= Beginning of Section =

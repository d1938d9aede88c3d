use thiserror::Error;

#[derive(Error, Debug)]
pub enum Error {
    #[error("Serial error: {0}")]
    Serial(String),

    #[error("Frame error: {0}")]
    Frame(String),

    #[error("Store error: {0}")]
    Store(String),

    #[error("Auth error: {0}")]
    Auth(String),

    #[error("Report error: {0}")]
    Report(String),

    #[error("Export error: {0}")]
    Export(String),

    #[error("Parse error: {0}")]
    Parse(String),

    #[error("IO error: {0}")]
    Io(#[from] std::io::Error),

    #[error("Other error: {0}")]
    Other(String),
}

pub type Result<T> = std::result::Result<T, Error>;
//! CSV export
//!
//! Row layout matches the desktop export: a `Sample` index column
//! followed by one column per lead, with blank cells where a lead has
//! fewer samples than the window length.

use crate::buffer::LeadBufferSet;
use crate::types::Lead;
use crate::{Error, Result};
use std::path::Path;

/// Export a buffer set to CSV at `path`
pub fn export_csv(set: &LeadBufferSet, path: &Path) -> Result<()> {
    let mut writer = csv::Writer::from_path(path)
        .map_err(|e| Error::Export(format!("failed to create {}: {}", path.display(), e)))?;
    write_buffer_set(set, &mut writer)?;
    writer
        .flush()
        .map_err(|e| Error::Export(format!("failed to flush csv: {}", e)))?;
    Ok(())
}

/// Export a buffer set to a CSV string (used by tests and previews)
pub fn export_csv_string(set: &LeadBufferSet) -> Result<String> {
    let mut writer = csv::Writer::from_writer(Vec::new());
    write_buffer_set(set, &mut writer)?;
    let bytes = writer
        .into_inner()
        .map_err(|e| Error::Export(format!("failed to finish csv: {}", e)))?;
    String::from_utf8(bytes).map_err(|e| Error::Export(format!("csv is not utf-8: {}", e)))
}

/// Export a single-lead window (the live file contents) to CSV
pub fn export_lead_csv(lead: Lead, samples: &[f64], path: &Path) -> Result<()> {
    let mut writer = csv::Writer::from_path(path)
        .map_err(|e| Error::Export(format!("failed to create {}: {}", path.display(), e)))?;

    writer
        .write_record(["Sample", lead.as_str()])
        .map_err(|e| Error::Export(format!("failed to write header: {}", e)))?;
    for (i, sample) in samples.iter().enumerate() {
        writer
            .write_record([i.to_string(), format_sample(*sample)])
            .map_err(|e| Error::Export(format!("failed to write row {}: {}", i, e)))?;
    }
    writer
        .flush()
        .map_err(|e| Error::Export(format!("failed to flush csv: {}", e)))?;
    Ok(())
}

fn write_buffer_set<W: std::io::Write>(
    set: &LeadBufferSet,
    writer: &mut csv::Writer<W>,
) -> Result<()> {
    let leads = set.leads();

    let mut header = vec!["Sample".to_string()];
    header.extend(leads.iter().map(|l| l.as_str().to_string()));
    writer
        .write_record(&header)
        .map_err(|e| Error::Export(format!("failed to write header: {}", e)))?;

    let columns: Vec<Vec<f64>> = leads
        .iter()
        .map(|lead| set.buffer(*lead).map(|b| b.samples()).unwrap_or_default())
        .collect();

    // One row per window slot, blank where a lead has fewer samples
    for i in 0..set.capacity() {
        let mut record = vec![i.to_string()];
        for column in &columns {
            match column.get(i) {
                Some(v) => record.push(format_sample(*v)),
                None => record.push(String::new()),
            }
        }
        writer
            .write_record(&record)
            .map_err(|e| Error::Export(format!("failed to write row {}: {}", i, e)))?;
    }
    Ok(())
}

// Integer-valued samples print without a trailing ".0"
fn format_sample(value: f64) -> String {
    if value.fract() == 0.0 {
        format!("{}", value as i64)
    } else {
        format!("{}", value)
    }
}

#[cfg(test)]
mod tests {
    use super::*;
    use crate::buffer::LeadBufferSet;
    use crate::frame::RawFrame;
    use crate::types::TestMode;

    fn filled_set(frames: usize) -> LeadBufferSet {
        let mut set = LeadBufferSet::new(TestMode::TwelveLead, 80);
        for i in 0..frames {
            let line = format!("{} 40 50 {} 30 60 10 20", i, i * 2);
            set.push_frame(&RawFrame::parse(&line).unwrap().derive());
        }
        set
    }

    #[test]
    fn test_header_columns() {
        let csv = export_csv_string(&filled_set(1)).unwrap();
        let header = csv.lines().next().unwrap();

        assert!(header.starts_with("Sample,I,II,III,aVR,aVL,aVF,"));
        assert!(header.ends_with("V1,V2,V3,V4,V5,V6"));
    }

    #[test]
    fn test_row_count_and_index() {
        let csv = export_csv_string(&filled_set(3)).unwrap();
        let lines: Vec<&str> = csv.lines().collect();

        // Header + one row per window slot
        assert_eq!(lines.len(), 81);
        assert!(lines[1].starts_with("0,"));
        assert!(lines[3].starts_with("2,"));
    }

    #[test]
    fn test_rows_beyond_samples_are_blank() {
        let csv = export_csv_string(&filled_set(3)).unwrap();
        let lines: Vec<&str> = csv.lines().collect();

        // Slot 3 onward has no samples yet: index plus 12 empty cells
        assert_eq!(lines[4], "3,,,,,,,,,,,,");
        assert_eq!(lines[80], "79,,,,,,,,,,,,");
    }

    #[test]
    fn test_derived_values_in_rows() {
        let csv = export_csv_string(&filled_set(2)).unwrap();
        let row: Vec<&str> = csv.lines().nth(2).unwrap().split(',').collect();

        // Row 1: I=1, II=2, III=1
        assert_eq!(row[0], "1");
        assert_eq!(row[1], "1");
        assert_eq!(row[2], "2");
        assert_eq!(row[3], "1");
    }

    #[test]
    fn test_empty_set() {
        let set = LeadBufferSet::new(TestMode::TwelveLead, 80);
        let csv = export_csv_string(&set).unwrap();
        let lines: Vec<&str> = csv.lines().collect();

        // Header plus 80 all-blank rows
        assert_eq!(lines.len(), 81);
        assert_eq!(lines[1], "0,,,,,,,,,,,,");
    }

    #[test]
    fn test_export_to_file() {
        let dir = tempfile::tempdir().unwrap();
        let path = dir.path().join("ecg.csv");

        export_csv(&filled_set(5), &path).unwrap();

        let content = std::fs::read_to_string(&path).unwrap();
        assert_eq!(content.lines().count(), 81);
    }

    #[test]
    fn test_export_lead_csv() {
        let dir = tempfile::tempdir().unwrap();
        let path = dir.path().join("lead_ii.csv");

        export_lead_csv(Lead::II, &[512.0, 640.5, 480.0], &path).unwrap();

        let content = std::fs::read_to_string(&path).unwrap();
        let lines: Vec<&str> = content.lines().collect();
        assert_eq!(lines[0], "Sample,II");
        assert_eq!(lines[1], "0,512");
        assert_eq!(lines[2], "1,640.5");
        assert_eq!(lines.len(), 4);
    }

    #[test]
    fn test_format_sample() {
        assert_eq!(format_sample(100.0), "100");
        assert_eq!(format_sample(-250.0), "-250");
        assert_eq!(format_sample(1.5), "1.5");
    }
}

= End of Section =

● **Work task**
The expected answer is only a number: the count of lines in this listing that contain the string "fewer".

● **Result of the task**
2